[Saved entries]
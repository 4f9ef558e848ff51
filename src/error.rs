//! Crate-level error types shared across the API client, session manager, and stores.

// self
use crate::{_prelude::*, api::ResourceKind};

/// Crate-wide result type alias returning [`Error`] by default.
pub type Result<T, E = Error> = std::result::Result<T, E>;

type BoxError = Box<dyn std::error::Error + Send + Sync>;

/// Canonical error exposed by public APIs.
#[derive(Debug, ThisError)]
pub enum Error {
	/// Session storage failure.
	#[error("{0}")]
	Storage(
		#[from]
		#[source]
		crate::store::StoreError,
	),
	/// Local configuration problem.
	#[error(transparent)]
	Config(#[from] ConfigError),
	/// The REST API answered with an unexpected status or payload.
	#[error(transparent)]
	Api(#[from] ApiError),
	/// Transport failure (DNS, TCP, TLS).
	#[error(transparent)]
	Transport(#[from] TransportError),
	/// A draft failed field validation.
	#[error(transparent)]
	Form(#[from] crate::api::FormError),

	/// The request was rejected even after a credential refresh, or no session exists.
	#[error("Request is not authorized.")]
	Unauthorized,
	/// Login was rejected by the API.
	#[error("Username or password was rejected.")]
	InvalidCredentials,
	/// The refresh token could not mint a new access token; the session has been cleared.
	#[error("Authentication lost: {reason}.")]
	AuthenticationLost {
		/// Why the refresh failed.
		reason: String,
	},
	/// The addressed record does not exist.
	#[error("{resource} {id} was not found.")]
	NotFound {
		/// Resource kind of the missing record.
		resource: ResourceKind,
		/// Identifier that was requested.
		id: i64,
	},
}
impl Error {
	/// Returns `true` when the error means the caller has to log in again.
	pub fn is_auth_failure(&self) -> bool {
		matches!(self, Self::Unauthorized | Self::AuthenticationLost { .. })
	}
}

/// Configuration and validation failures.
#[derive(Debug, ThisError)]
pub enum ConfigError {
	/// HTTP client could not be constructed.
	#[error("HTTP client could not be constructed.")]
	HttpClientBuild {
		/// Underlying transport builder failure.
		#[source]
		source: BoxError,
	},
	/// A configured URL cannot be parsed.
	#[error("Configured URL `{value}` is invalid.")]
	InvalidUrl {
		/// Raw configured value.
		value: String,
		/// Underlying parsing failure.
		#[source]
		source: url::ParseError,
	},
	/// The configuration file could not be read.
	#[error("Configuration file {path} could not be read.")]
	Read {
		/// Path that was read.
		path: String,
		/// Underlying IO failure.
		#[source]
		source: std::io::Error,
	},
	/// The configuration file is not valid TOML for the expected schema.
	#[error("Configuration file is malformed.")]
	Parse(#[from] toml::de::Error),
	/// A value was present but out of range or malformed.
	#[error("Configuration value `{key}` is invalid: {reason}.")]
	InvalidValue {
		/// Dotted configuration key.
		key: &'static str,
		/// Human-readable reason.
		reason: String,
	},
	/// A value required by the running component is missing.
	#[error("Configuration value `{key}` is required.")]
	Missing {
		/// Dotted configuration key.
		key: &'static str,
	},
	/// A request body could not be serialized.
	#[error("Request body could not be serialized.")]
	Serialize(#[from] serde_json::Error),
}
impl ConfigError {
	/// Wraps a transport's builder failure inside [`ConfigError`].
	pub fn http_client_build(src: impl 'static + Send + Sync + std::error::Error) -> Self {
		Self::HttpClientBuild { source: Box::new(src) }
	}
}
#[cfg(feature = "reqwest")]
impl From<ReqwestError> for ConfigError {
	fn from(e: ReqwestError) -> Self {
		Self::http_client_build(e)
	}
}

/// Unexpected responses returned by the REST API.
#[derive(Debug, ThisError)]
pub enum ApiError {
	/// Non-success status other than 401/404.
	#[error("API returned HTTP {status}: {message}.")]
	Status {
		/// HTTP status code.
		status: u16,
		/// Message extracted from the error payload.
		message: String,
		/// Retry-After hint from upstream, if supplied.
		retry_after: Option<Duration>,
	},
	/// Successful status but a body that does not match the expected shape.
	#[error("API returned malformed JSON.")]
	Decode {
		/// Structured parsing failure.
		#[source]
		source: serde_path_to_error::Error<serde_json::Error>,
		/// HTTP status code.
		status: u16,
	},
}
impl ApiError {
	/// Returns the HTTP status carried by the error.
	pub fn status(&self) -> u16 {
		match self {
			Self::Status { status, .. } | Self::Decode { status, .. } => *status,
		}
	}
}

/// Transport-level failures (network, IO).
#[derive(Debug, ThisError)]
pub enum TransportError {
	/// Underlying HTTP client reported a network failure.
	#[error("Network error occurred while calling the API.")]
	Network {
		/// Transport-specific network error.
		#[source]
		source: BoxError,
	},
	/// Underlying IO failure surfaced during transport.
	#[error("I/O error occurred while calling the API.")]
	Io(#[from] std::io::Error),
}
impl TransportError {
	/// Wraps a transport-specific network error.
	pub fn network(src: impl 'static + Send + Sync + std::error::Error) -> Self {
		Self::Network { source: Box::new(src) }
	}
}
#[cfg(feature = "reqwest")]
impl From<ReqwestError> for TransportError {
	fn from(e: ReqwestError) -> Self {
		Self::network(e)
	}
}

#[cfg(test)]
mod tests {
	// self
	use super::*;

	#[test]
	fn auth_failures_are_classified() {
		assert!(Error::Unauthorized.is_auth_failure());
		assert!(Error::AuthenticationLost { reason: "expired".into() }.is_auth_failure());
		assert!(!Error::InvalidCredentials.is_auth_failure());
		assert!(
			!Error::NotFound { resource: ResourceKind::Product, id: 7 }.is_auth_failure(),
			"Missing records must not force a new login."
		);
	}

	#[test]
	fn not_found_message_names_the_resource() {
		let err = Error::NotFound { resource: ResourceKind::Manufacturer, id: 42 };

		assert_eq!(err.to_string(), "manufacturer 42 was not found.");
	}
}
// crates.io
use tracing_subscriber::EnvFilter;
// self
use crate::config::{LogFormat, LoggingConfig};

/// Installs the global `tracing` subscriber for the binaries.
///
/// Logs go to stderr so command output on stdout stays machine-readable. `RUST_LOG` wins over
/// the configured level. A second call is ignored.
pub fn init_logging(config: &LoggingConfig) {
	let filter = EnvFilter::try_from_default_env()
		.or_else(|_| EnvFilter::try_new(&config.level))
		.unwrap_or_else(|_| EnvFilter::new("info"));
	let builder = tracing_subscriber::fmt()
		.with_target(false)
		.with_writer(std::io::stderr)
		.with_env_filter(filter);
	let _ = match config.format {
		LogFormat::Compact => builder.compact().try_init(),
		LogFormat::Pretty => builder.pretty().try_init(),
		LogFormat::Json => builder.json().try_init(),
	};
}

* ASSIGNED TASK: Exactly the lines from the one containing "assert!(!Error::InvalidCredentials.is_auth_failure());" to the final line of the entries must be restated, and no others.

* OUTPUT FOR THIS EXERCISE:
		assert!(!Error::InvalidCredentials.is_auth_failure());
		assert!(
			!Error::NotFound { resource: ResourceKind::Product, id: 7 }.is_auth_failure(),
			"Missing records must not force a new login."
		);
	}

	#[test]
	fn not_found_message_names_the_resource() {
		let err = Error::NotFound { resource: ResourceKind::Manufacturer, id: 42 };

		assert_eq!(err.to_string(), "manufacturer 42 was not found.");
	}
}
// crates.io
use tracing_subscriber::EnvFilter;
// self
use crate::config::{LogFormat, LoggingConfig};

/// Installs the global `tracing` subscriber for the binaries.
///
/// Logs go to stderr so command output on stdout stays machine-readable. `RUST_LOG` wins over
/// the configured level. A second call is ignored.
pub fn init_logging(config: &LoggingConfig) {
	let filter = EnvFilter::try_from_default_env()
		.or_else(|_| EnvFilter::try_new(&config.level))
		.unwrap_or_else(|_| EnvFilter::new("info"));
	let builder = tracing_subscriber::fmt()
		.with_target(false)
		.with_writer(std::io::stderr)
		.with_env_filter(filter);
	let _ = match config.format {
		LogFormat::Compact => builder.compact().try_init(),
		LogFormat::Pretty => builder.pretty().try_init(),
		LogFormat::Json => builder.json().try_init(),
	};
}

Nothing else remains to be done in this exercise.